Please don't mistake my post for claiming that "might is right" is right. I agree it's not the most efficient path, and in Mark Carney's speech he acknowledges that this worldview will have a tremendous cost due to the risk-mitigation actions each country will have to take in response. However, he also seems optimistic when describing how middle powers can band together for common causes, while also working to advance their own individual interests. "If we're not at the table, we're on the menu." Cooperation with each other is encouraged, not blind subjugation to the world's superpowers.
I believe this acceptance, and the risk mitigation that needs to be taken in response, is necessary. Of course it would be better for everyone to follow a common rule of law and submit to a rule-based world order; however, it's ignorant to believe that matches our reality. If every country's sovereignty was respected, Ukraine would never have been invaded, Venezuela wouldn't have been attacked, and genocide wouldn't be occurring in Palestine.
This week the UN Relief and Works Agency headquarters was bulldozed by Israel in complete defiance of international law. In response, the UN strongly condemned this in a tweet. The current international institutions are toothless or worse. We have a new "board of peace" being formed with two founding members being wanted on international war crime charges. But if only the experiment had worked, we could have solved climate change and eradicated world hunger.
This is the same complacent dialogue I railed against in my first post. Yet in the end of your comment you still seem to recognize that change is needed. Let's not reminisce on the status-quo fondly. It's time to create something new. I hope to see strong independent nations who can band together in a federation when needed. And no, I don't think disarmament would be in our common interest. I look to Libya and Gaddafi's fate when considering what would happen after giving up nuclear ambitions.
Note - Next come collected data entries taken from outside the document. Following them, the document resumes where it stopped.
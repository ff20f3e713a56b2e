//! Diagnostics reported while reading a page manifest.
//!
//! A [`Diagnostic`] carries a [`Severity`], an optional [`ErrorCode`], a
//! message, any number of labelled source spans and optional help text.
//! Errors abort parsing and are returned together in a [`ParseError`];
//! warnings are handed back alongside a successfully parsed manifest.
//!
//! # Example
//!
//! ```
//! # use pagesmith_parser::{Span, error::{Diagnostic, ErrorCode}};
//! let diag = Diagnostic::error("unknown field `OrderNo`")
//!     .with_code(ErrorCode::E200)
//!     .with_label(Span::new(42..51), "not declared under [fields]")
//!     .with_help("declare it as [fields.OrderNo]");
//!
//! assert_eq!(diag.to_string(), "error[E200]: unknown field `OrderNo`");
//! ```

mod collector;
mod diagnostic;
mod error_code;
mod parse_error;

pub(crate) use collector::DiagnosticCollector;

pub use diagnostic::{Diagnostic, Label, Severity};
pub use error_code::ErrorCode;
pub use parse_error::ParseError;
//! # Pagesmith Parser
//!
//! Reads a TOML page manifest and turns it into the immutable layout trees
//! of [`pagesmith_core`]. A manifest declares a catalog of fields and
//! tables once, then any number of layouts that reference catalog entries
//! by id and may include each other.
//!
//! ## Usage
//!
//! ```
//! # use pagesmith_parser::{parse, error::ParseError};
//! fn main() -> Result<(), ParseError> {
//!     let source = r#"
//!         [fields.OrderNo]
//!         label = "受注No"
//!
//!         [[layouts]]
//!         id = "Header"
//!         title = "ヘッダー"
//!         parts = [{ row = [{ span = 12, parts = [{ input = "OrderNo" }] }] }]
//!     "#;
//!
//!     let manifest = parse(source)?;
//!     assert_eq!(manifest.root().id(), "Header");
//!     Ok(())
//! }
//! ```

pub mod error;
mod manifest;
#[cfg(test)]
mod parser_tests;
mod resolve;
mod span;

use std::rc::Rc;

use indexmap::IndexMap;
use log::{debug, info};

use pagesmith_core::layout::Layout;

pub use span::Span;

use error::{Diagnostic, ErrorCode, ParseError};
use manifest::ManifestDecl;
use resolve::Resolver;

/// A successfully parsed manifest.
#[derive(Debug)]
pub struct Manifest {
    layouts: IndexMap<String, Rc<Layout>>,
    root: Rc<Layout>,
    warnings: Vec<Diagnostic>,
}

impl Manifest {
    /// The layout to compile. Named by the top-level `root` key, otherwise
    /// the last declared layout.
    pub fn root(&self) -> &Rc<Layout> {
        &self.root
    }

    /// Every declared layout keyed by id, in declaration order.
    pub fn layouts(&self) -> &IndexMap<String, Rc<Layout>> {
        &self.layouts
    }

    pub fn layout(&self, id: &str) -> Option<&Rc<Layout>> {
        self.layouts.get(id)
    }

    /// Warnings found while parsing.
    pub fn warnings(&self) -> &[Diagnostic] {
        &self.warnings
    }
}

/// Parse manifest source text.
///
/// The pipeline is:
///
/// 1. **Deserialize** - Read the TOML into declaration types
/// 2. **Resolve** - Build layouts, checking every reference and include
/// 3. **Select root** - Pick the layout to compile
///
/// All resolution problems are collected before returning, so a single
/// [`ParseError`] may carry several diagnostics.
pub fn parse(source: &str) -> Result<Manifest, ParseError> {
    // Step 1: Deserialize
    let decl: ManifestDecl = toml::from_str(source).map_err(|err| {
        let span = err.span().unwrap_or(0..0);
        Diagnostic::error(err.message().trim().to_string())
            .with_code(ErrorCode::E100)
            .with_label(Span::new(span), "invalid manifest")
    })?;
    debug!(
        fields = decl.fields.len(),
        tables = decl.tables.len(),
        layouts = decl.layouts.len();
        "Manifest deserialized"
    );

    if decl.layouts.is_empty() {
        return Err(Diagnostic::error("manifest declares no layouts")
            .with_code(ErrorCode::E206)
            .with_label(Span::new(0..0), "expected at least one [[layouts]] entry")
            .into());
    }

    // Step 2: Resolve
    let (layouts, mut collector) = Resolver::new(&decl).resolve_all();

    // Step 3: Select root
    let root = match &decl.root {
        Some(name) => {
            let root = layouts.get(name.get_ref().as_str()).cloned();
            if root.is_none() {
                collector.emit(
                    Diagnostic::error(format!("unknown root layout `{}`", name.get_ref()))
                        .with_code(ErrorCode::E205)
                        .with_label(Span::from(name.span()), "named as root here")
                        .with_help("root must be the id of a [[layouts]] entry"),
                );
            }
            root
        }
        None => layouts.last().map(|(_, layout)| Rc::clone(layout)),
    };

    let warnings = collector.finish()?;
    let Some(root) = root else {
        return Err(Diagnostic::error("manifest has no root layout")
            .with_code(ErrorCode::E206)
            .into());
    };

    info!(
        root = root.id(),
        layouts = layouts.len(),
        warnings = warnings.len();
        "Manifest parsed"
    );
    Ok(Manifest {
        layouts,
        root,
        warnings,
    })
}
And I doubt Ukraine would have been invaded if they still had their nuclear weapons.
Carney's speech was epic. He stuttered a bit, but the way it was written at the moment that it was delivered, I believe, will go down in history. I don't know much about him as a politician overall, but the sentiment he expressed is one that is shared throughout Europe and surely much of the industrialized world.
If we're going to establish a truly rules-based world order, we need to back up our words with actions, and force if necessary. We do hold imperialist and expansionist actors accountable, with force if necessary.
The issue of weapons of mass destruction is huge and hardly something we will solve here. But briefly: nobody should have weapons of mass destruction. We should have a situation where a supranational body ensures that weapons of mass destruction do not exist, similar to the IAEA but one that is compulsory. Yes it sucks that Ukraine and Libya were invaded, and I agree that it likely wouldn't have happened if it could have devolved into the entire planet being destroyed. But the stakes of weapons of mass destruction is way to high. This is not how we ensure peace, an inch from the abyss, terrified to move lest we all slip and fall. We need something more robust and less based on the ensured destruction of the planet.